Composition
How primitives compose: attribute forwarding, the controlled/uncontrolled pattern, the Slot escape hatch, cancelable events, and direction.
Forwarding attributes
Every part declares [Parameter(CaptureUnmatchedValues = true)] and splats it with @attributes. Anything you pass that isn't a declared parameter (class, style, data-*, aria-*, event handlers) flows onto the underlying element.
Controlled & uncontrolled
Stateful primitives support both modes. Controlled: pass the value parameter plus its …Changed callback (use @bind-). Uncontrolled: pass the Default… parameter and let the primitive own its state. Whether a component is controlled is decided by whether the value parameter was set, not by whether a callback is attached.

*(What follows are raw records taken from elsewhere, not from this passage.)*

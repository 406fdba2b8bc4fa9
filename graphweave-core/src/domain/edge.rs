use chrono::{DateTime, Utc};
use serde::{Deserialize, Serialize};
use serde_json::{Map, Value};
use uuid::Uuid;

use crate::domain::node::EntityMetadata;

/// A relationship instance. Endpoints start out as source-system original ids
/// and are filled in with internal node ids by the edge linker.
#[derive(Debug, Clone, PartialEq, Serialize, Deserialize)]
pub struct Edge {
    #[serde(default, skip_serializing_if = "Option::is_none")]
    pub id: Option<Uuid>,
    pub container_id: String,
    pub metatype_relationship_pair_id: String,
    pub data_source_id: String,
    pub properties: Map<String, Value>,
    #[serde(default, skip_serializing_if = "Option::is_none")]
    pub origin_id: Option<Uuid>,
    #[serde(default, skip_serializing_if = "Option::is_none")]
    pub destination_id: Option<Uuid>,
    #[serde(default, skip_serializing_if = "Option::is_none")]
    pub origin_original_id: Option<String>,
    #[serde(default, skip_serializing_if = "Option::is_none")]
    pub origin_metatype_id: Option<String>,
    #[serde(default, skip_serializing_if = "Option::is_none")]
    pub origin_data_source_id: Option<String>,
    #[serde(default, skip_serializing_if = "Option::is_none")]
    pub destination_original_id: Option<String>,
    #[serde(default, skip_serializing_if = "Option::is_none")]
    pub destination_metatype_id: Option<String>,
    #[serde(default, skip_serializing_if = "Option::is_none")]
    pub destination_data_source_id: Option<String>,
    /// Node filters used instead of original ids. The linker expands the
    /// edge into one edge per matching origin and destination pair.
    #[serde(default, skip_serializing_if = "Vec::is_empty")]
    pub origin_parameters: Vec<EdgeConnectionParameter>,
    #[serde(default, skip_serializing_if = "Vec::is_empty")]
    pub destination_parameters: Vec<EdgeConnectionParameter>,
    #[serde(default, skip_serializing_if = "Option::is_none")]
    pub import_data_id: Option<String>,
    #[serde(default, skip_serializing_if = "Option::is_none")]
    pub data_staging_id: Option<Uuid>,
    #[serde(default, skip_serializing_if = "Option::is_none")]
    pub type_mapping_transformation_id: Option<String>,
    #[serde(default)]
    pub metadata: EntityMetadata,
    #[serde(default, skip_serializing_if = "Option::is_none")]
    pub created_at: Option<DateTime<Utc>>,
}

impl Edge {
    /// Both endpoints point at internal node ids.
    pub fn is_resolved(&self) -> bool {
        self.origin_id.is_some() && self.destination_id.is_some()
    }

    pub fn is_orphaned(&self) -> bool {
        !self.is_resolved()
    }

    /// Whether endpoints come from parameter filters rather than original ids.
    pub fn uses_parameters(&self) -> bool {
        uses_parameters(
            self.origin_original_id.as_deref(),
            self.destination_original_id.as_deref(),
            &self.origin_parameters,
            &self.destination_parameters,
        )
    }
}

/// Original ids on both sides win over parameters; otherwise both sides need
/// at least one filter.
pub fn uses_parameters(
    origin_original_id: Option<&str>,
    destination_original_id: Option<&str>,
    origin_parameters: &[EdgeConnectionParameter],
    destination_parameters: &[EdgeConnectionParameter],
) -> bool {
    let has_original_ids = origin_original_id.is_some() && destination_original_id.is_some();
    !has_original_ids && !origin_parameters.is_empty() && !destination_parameters.is_empty()
}

/// What an [`EdgeConnectionParameter`] filters nodes on.
#[derive(Debug, Clone, Copy, PartialEq, Eq, Serialize, Deserialize)]
#[serde(rename_all = "snake_case")]
pub enum ParameterKind {
    DataSource,
    MetatypeId,
    OriginalId,
    /// A top-level node property, named by `property`.
    Property,
    /// The internal node id.
    Id,
}

/// One equality filter selecting candidate endpoint nodes. `key` is a
/// payload path; when set, the builder copies the extracted value into
/// `value`.
#[derive(Debug, Clone, PartialEq, Serialize, Deserialize)]
pub struct EdgeConnectionParameter {
    #[serde(rename = "type")]
    pub kind: ParameterKind,
    #[serde(default, skip_serializing_if = "Option::is_none")]
    pub key: Option<String>,
    #[serde(default, skip_serializing_if = "Option::is_none")]
    pub property: Option<String>,
    #[serde(default, skip_serializing_if = "Option::is_none")]
    pub value: Option<Value>,
}

impl EdgeConnectionParameter {
    pub fn new(kind: ParameterKind, value: impl Into<Value>) -> Self {
        Self {
            kind,
            key: None,
            property: None,
            value: Some(value.into()),
        }
    }

    /// Takes its value from `path` in the payload.
    pub fn from_payload(kind: ParameterKind, path: impl Into<String>) -> Self {
        Self {
            kind,
            key: Some(path.into()),
            property: None,
            value: None,
        }
    }

    pub fn property(name: impl Into<String>, value: impl Into<Value>) -> Self {
        Self {
            property: Some(name.into()),
            ..Self::new(ParameterKind::Property, value)
        }
    }

    pub fn with_property(mut self, name: impl Into<String>) -> Self {
        self.property = Some(name.into());
        self
    }
}

/// Parameter lists travel as one JSON array column.
pub fn parameters_to_value(parameters: &[EdgeConnectionParameter]) -> Option<Value> {
    if parameters.is_empty() {
        return None;
    }
    serde_json::to_value(parameters).ok()
}

pub fn parameters_from_value(value: Option<&Value>) -> Vec<EdgeConnectionParameter> {
    value
        .and_then(|value| serde_json::from_value(value.clone()).ok())
        .unwrap_or_default()
}

/// Unit of work for the retrying edge linker.
#[derive(Debug, Clone, PartialEq, Serialize, Deserialize)]
pub struct EdgeQueueItem {
    pub edge_id: Uuid,
    pub container_id: String,
    #[serde(default)]
    pub attempts: u32,
    #[serde(default, skip_serializing_if = "Option::is_none")]
    pub last_attempt: Option<DateTime<Utc>>,
}

impl EdgeQueueItem {
    pub fn new(edge_id: Uuid, container_id: impl Into<String>) -> Self {
        Self {
            edge_id,
            container_id: container_id.into(),
            attempts: 0,
            last_attempt: None,
        }
    }

    /// Dedup cache key guarding against duplicate outstanding attempts.
    pub fn cache_key(&self) -> String {
        edge_insertion_cache_key(self.edge_id)
    }
}

pub fn edge_insertion_cache_key(edge_id: Uuid) -> String {
    format!("edge_insertion_{}", edge_id)
}

#[cfg(test)]
mod tests {
    use super::*;
    use serde_json::json;

    #[test]
    fn test_parameters_deserialize_with_type_tag() {
        let parameters: Vec<EdgeConnectionParameter> = serde_json::from_value(json!([
            {"type": "metatype_id", "value": "part"},
            {"type": "property", "property": "vendor", "key": "car.manufacturer.name"}
        ]))
        .unwrap();

        assert_eq!(parameters[0], EdgeConnectionParameter::new(ParameterKind::MetatypeId, "part"));
        assert_eq!(parameters[1].kind, ParameterKind::Property);
        assert_eq!(parameters[1].property.as_deref(), Some("vendor"));
        assert_eq!(parameters_from_value(parameters_to_value(&parameters).as_ref()), parameters);
        assert_eq!(parameters_to_value(&[]), None);
    }

    #[test]
    fn test_original_ids_take_precedence_over_parameters() {
        let filters = vec![EdgeConnectionParameter::new(ParameterKind::MetatypeId, "car")];
        assert!(uses_parameters(None, None, &filters, &filters));
        assert!(uses_parameters(Some("A"), None, &filters, &filters));
        assert!(!uses_parameters(Some("A"), Some("B"), &filters, &filters));
        assert!(!uses_parameters(None, None, &filters, &[]));
    }
}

<NaviusSwitch @bind-Checked="_on" />
@code { private bool _on; }<NaviusSwitch DefaultChecked="true" />Slot (asChild)
React's asChild merges a part's behaviour onto an arbitrary child. Razor render fragments are opaque, so Navius offers NaviusSlot as the closest equivalent: it forwards the part's props/attributes onto your child element rather than rendering its own. This is the one honest deviation from the original asChild model; see the Slot utility.
Cancelable events
Overlays expose cancelable lifecycle callbacks: OnEscapeKeyDown, OnPointerDownOutside, OnInteractOutside, OnOpenAutoFocus, OnCloseAutoFocus. Each event arg carries PreventDefault(); call it to keep the overlay open or to manage focus yourself.
<NaviusDialogPopup OnEscapeKeyDown="e => e.PreventDefault()">
@* Escape no longer closes the dialog *@
</NaviusDialogPopup>Direction
Wrap your app (or a subtree) in NaviusDirectionProvider to set the reading direction. It is DOM-transparent and cascades to direction-aware parts (roving focus, sliders, scroll areas) so arrow keys and layout respect RTL.